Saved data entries
---

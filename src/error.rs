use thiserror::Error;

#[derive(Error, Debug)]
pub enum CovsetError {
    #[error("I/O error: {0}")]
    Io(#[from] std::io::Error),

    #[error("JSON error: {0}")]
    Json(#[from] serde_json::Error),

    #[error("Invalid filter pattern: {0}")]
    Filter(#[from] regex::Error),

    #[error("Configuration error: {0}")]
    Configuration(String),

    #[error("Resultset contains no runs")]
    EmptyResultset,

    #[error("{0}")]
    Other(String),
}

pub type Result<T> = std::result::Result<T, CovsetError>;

---

- [Brief] Word for word, give the records again.

- [Task answer]
filename src/error.rs
use thiserror::Error;

#[derive(Error, Debug)]
pub enum CovsetError {
    #[error("I/O error: {0}")]
    Io(#[from] std::io::Error),

    #[error("JSON error: {0}")]
    Json(#[from] serde_json::Error),

    #[error("Invalid filter pattern: {0}")]
    Filter(#[from] regex::Error),

    #[error("Configuration error: {0}")]
    Configuration(String),

    #[error("Resultset contains no runs")]
    EmptyResultset,

    #[error("{0}")]
    Other(String),
}

pub type Result<T> = std::result::Result<T, CovsetError>;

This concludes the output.